Saved data entries:
--*--

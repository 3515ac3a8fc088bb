//! Dispatch/registry server layer
//!
//! This module holds the mutable registries of tools, resources, prompts,
//! and completions, the capability flags, and the method-name → handler maps
//! sessions dispatch through. Two server variants share the same dispatch
//! shape:
//!
//! - [`McpServer`] -- stateful: tracks connected sessions, broadcasts
//!   `*/list_changed` notifications, and drains sessions on shutdown.
//! - [`McpStatelessServer`] -- sessionless: each request is handled with a
//!   detached exchange whose client-facing operations fail fast.
//!
//! Registry mutation uses atomic insert-if-absent / remove semantics:
//! duplicate adds and removals of missing entries fail with descriptive
//! errors instead of silently succeeding.

pub mod core;
pub mod exchange;
pub(crate) mod handlers;
pub mod specs;

pub use self::core::{McpServer, McpServerBuilder, McpStatelessServer};
pub use exchange::McpServerExchange;
pub use specs::{
    completion_handler_fn, handler_fn, prompt_handler_fn, resource_handler_fn, CompleteHandler,
    CompletionSpec, Execution, GetPromptHandler, PromptSpec, ReadResourceHandler, ResourceSpec,
    RootsChangedHandler, ToolCallHandler, ToolSpec,
};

--*--

WHAT TO PRODUCE: Restate all of the data above. Match it word for word.

RESPONSE TO THE TASK:
repository 3515ac3a8fc088bb
//! Dispatch/registry server layer
//!
//! This module holds the mutable registries of tools, resources, prompts,
//! and completions, the capability flags, and the method-name → handler maps
//! sessions dispatch through. Two server variants share the same dispatch
//! shape:
//!
//! - [`McpServer`] -- stateful: tracks connected sessions, broadcasts
//!   `*/list_changed` notifications, and drains sessions on shutdown.
//! - [`McpStatelessServer`] -- sessionless: each request is handled with a
//!   detached exchange whose client-facing operations fail fast.
//!
//! Registry mutation uses atomic insert-if-absent / remove semantics:
//! duplicate adds and removals of missing entries fail with descriptive
//! errors instead of silently succeeding.

pub mod core;
pub mod exchange;
pub(crate) mod handlers;
pub mod specs;

pub use self::core::{McpServer, McpServerBuilder, McpStatelessServer};
pub use exchange::McpServerExchange;
pub use specs::{
    completion_handler_fn, handler_fn, prompt_handler_fn, resource_handler_fn, CompleteHandler,
    CompletionSpec, Execution, GetPromptHandler, PromptSpec, ReadResourceHandler, ResourceSpec,
    RootsChangedHandler, ToolCallHandler, ToolSpec,
};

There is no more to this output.